April 23rd, 2006, 12:50 pm #2

I have kind of a 'mixed' response.

I worked in a hospital --- very busy med/surg oncology unit. 'Outwardly', there was definite respect for the CNA's. There were close to a couple of dozen different types of tasks that we did in a given day, and the nurses counted on them getting done. Nurses generally were asking for things, but politely rather than 'barking orders'. Things would get a bit 'warm' on crazy days (a lot of people getting short), but that wasn't personal. Just a lot of people under pressure for some period of time.

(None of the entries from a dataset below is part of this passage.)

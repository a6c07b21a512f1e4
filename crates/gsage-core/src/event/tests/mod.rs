// Event system test module
#[cfg(test)]
mod dispatcher_tests;

#[cfg(test)]
mod tests {
    use crate::event::{EventResult, DEFAULT_PRIORITY};

    #[test]
    fn test_default_priority_is_highest_precedence_zero() {
        assert_eq!(DEFAULT_PRIORITY, 0);
    }

    #[test]
    fn test_event_result_from_bool() {
        assert_eq!(EventResult::from(true), EventResult::Continue);
        assert_eq!(EventResult::from(false), EventResult::Stop);
        assert!(EventResult::Stop.is_stop());
        assert!(!EventResult::Continue.is_stop());
    }
}
//! # Gsage Core Kernel
//!
//! Replaces process-wide singletons with explicit ownership: an
//! [`Application`](bootstrap::Application) owns the engine dispatcher, the
//! registered [`KernelComponent`](component::KernelComponent)s and the UI
//! manager, and drives their lifecycle.
//!
//! - `bootstrap`: the `Application` and its start/shutdown sequencing.
//! - `component`: the async component trait and the [`DependencyRegistry`](component::DependencyRegistry).
//! - `constants`: names shared across the engine.
//! - `error`: the crate-wide [`Error`](error::Error) and `Result` alias.
pub mod bootstrap;
pub mod component;
pub mod constants;
pub mod error;

pub use bootstrap::Application;
pub use component::{DependencyRegistry, KernelComponent};
pub use error::{Error, KernelLifecyclePhase, Result};
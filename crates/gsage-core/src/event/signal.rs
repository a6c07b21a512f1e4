use std::collections::BTreeMap;
use std::fmt;
use std::sync::atomic::{AtomicBool, AtomicU64, Ordering};
use std::sync::{Arc, Mutex, MutexGuard, PoisonError};

use crate::event::dispatcher::EventDispatcher;
use crate::event::{Event, EventCallback, EventId, EventPriority};

/// Connection sequence number. Unique per signal, never reused.
type Sequence = u64;

type CallbacksList = BTreeMap<EventId, (Sequence, EventCallback)>;

type Connections = BTreeMap<EventPriority, CallbacksList>;

//--------------------------------------------------
// EventSignal
//--------------------------------------------------

/// Ordered listener list for exactly one event type.
///
/// Buckets are iterated by ascending priority and, inside a bucket, by
/// ascending id (which is registration order, since ids only grow while the
/// bucket is non-empty).
pub struct EventSignal {
    connections: Mutex<Connections>,
    next_sequence: AtomicU64,
}

impl fmt::Debug for EventSignal {
    fn fmt(&self, f: &mut fmt::Formatter<'_>) -> fmt::Result {
        let connections = self.lock();
        let buckets: Vec<(EventPriority, usize)> = connections.iter().map(|(p, l)| (*p, l.len())).collect();
        f.debug_struct("EventSignal").field("buckets", &buckets).finish()
    }
}

impl EventSignal {
    pub fn new() -> Self {
        Self { connections: Mutex::new(BTreeMap::new()), next_sequence: AtomicU64::new(0) }
    }

    // Never held while a callback runs, so poisoning can only come from a
    // panic inside this module; the map is still consistent in that case.
    fn lock(&self) -> MutexGuard<'_, Connections> {
        self.connections.lock().unwrap_or_else(PoisonError::into_inner)
    }

    /// Connect a callback at `priority`. Returns the id inside that bucket.
    pub fn connect(&self, priority: EventPriority, callback: EventCallback) -> EventId {
        let mut connections = self.lock();
        let bucket = connections.entry(priority).or_default();
        let id = bucket.last_key_value().map_or(0, |(last, _)| last + 1);
        let sequence = self.next_sequence.fetch_add(1, Ordering::Relaxed);
        bucket.insert(id, (sequence, callback));
        id
    }

    /// Call every connected callback in order.
    ///
    /// Returns the number of callbacks invoked. Stops right after the first
    /// callback that returns [`EventResult::Stop`](crate::event::EventResult::Stop); that callback is counted.
    ///
    /// Iterates a snapshot taken on entry: callbacks connected during the
    /// call are not invoked, callbacks disconnected during the call are
    /// skipped and not counted.
    pub fn invoke(&self, dispatcher: &EventDispatcher, event: &dyn Event) -> usize {
        let snapshot: Vec<(EventPriority, EventId, Sequence, EventCallback)> = self
            .lock()
            .iter()
            .flat_map(|(priority, list)| {
                list.iter().map(move |(id, (sequence, cb))| (*priority, *id, *sequence, Arc::clone(cb)))
            })
            .collect();

        let mut handled = 0;
        for (priority, id, sequence, callback) in snapshot {
            if !self.is_live(priority, id, sequence) {
                continue;
            }

            handled += 1;
            if callback(dispatcher, event).is_stop() {
                log::trace!(
                    "'{}' consumed by listener {}/{} after {} handler(s)",
                    event.event_type(), priority, id, handled
                );
                return handled;
            }
        }

        handled
    }

    /// Disconnect one callback identified by priority and id.
    ///
    /// Returns false (and does nothing) if the slot does not exist.
    pub fn disconnect(&self, priority: EventPriority, id: EventId) -> bool {
        let mut connections = self.lock();
        let Some(bucket) = connections.get_mut(&priority) else {
            return false;
        };
        let removed = bucket.remove(&id).is_some();
        if bucket.is_empty() {
            connections.remove(&priority);
        }
        removed
    }

    /// Total number of connected callbacks
    pub fn listener_count(&self) -> usize {
        self.lock().values().map(|list| list.len()).sum()
    }

    pub fn is_empty(&self) -> bool {
        self.listener_count() == 0
    }

    // Same slot and same connection: an id freed during a fire can be handed
    // to a new connection (even of the same callback), which must wait for
    // the next fire.
    fn is_live(&self, priority: EventPriority, id: EventId, sequence: Sequence) -> bool {
        self.lock()
            .get(&priority)
            .and_then(|list| list.get(&id))
            .is_some_and(|(current, _)| *current == sequence)
    }
}

impl Default for EventSignal {
    fn default() -> Self {
        Self::new()
    }
}

//--------------------------------------------------
// EventConnection
//--------------------------------------------------

/// Identifies a single connection to an [`EventSignal`].
///
/// Holds the signal by shared ownership, so disconnecting stays valid after
/// the issuing dispatcher has been dropped. Dropping a connection does not
/// disconnect it.
pub struct EventConnection {
    signal: Arc<EventSignal>,
    priority: EventPriority,
    id: EventId,
    connected: AtomicBool,
}

impl fmt::Debug for EventConnection {
    fn fmt(&self, f: &mut fmt::Formatter<'_>) -> fmt::Result {
        f.debug_struct("EventConnection")
            .field("priority", &self.priority)
            .field("id", &self.id)
            .field("connected", &self.is_connected())
            .finish()
    }
}

impl EventConnection {
    pub(crate) fn new(signal: Arc<EventSignal>, priority: EventPriority, id: EventId) -> Self {
        Self { signal, priority, id, connected: AtomicBool::new(true) }
    }

    pub fn priority(&self) -> EventPriority {
        self.priority
    }

    pub fn id(&self) -> EventId {
        self.id
    }

    /// False once [`disconnect`](Self::disconnect) has been called on this handle
    pub fn is_connected(&self) -> bool {
        self.connected.load(Ordering::Acquire)
    }

    pub(crate) fn is_attached_to(&self, signal: &Arc<EventSignal>) -> bool {
        Arc::ptr_eq(&self.signal, signal)
    }

    /// Disconnect the underlying callback. Only the first call has an effect.
    pub fn disconnect(&self) {
        if self.connected.swap(false, Ordering::AcqRel) {
            self.signal.disconnect(self.priority, self.id);
        }
    }
}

Now, the 'mixed' response is that I found out after a while, that 'inwardly', there was a great deal of dislike for a number of CNA's. Basically, the nurses would think very badly of these CNA's (as well they should have), but still treated them respectfully and politely. With the volume of work there was, is was in the nurses's best interests.

The issue was that we had, as many institutions seem to have, a large 'tolerance' for CNA's that failed to call in, were always late, or always seemed to be unable to work weekends and holidays. That is, management would talk to the CNA's, but no action. On the job, those CNA's could not be found for periods of time. In a word, the CNA's were not reliable. I know that in nurse meetings, there was a lot of acrimonious discussion about the techs (some techs).

So, that is what I mean by 'mixed'. I know the nurses would have liked to have replaced a good 50% of the CNA's if they could. But again, while on the job, this was not apparent.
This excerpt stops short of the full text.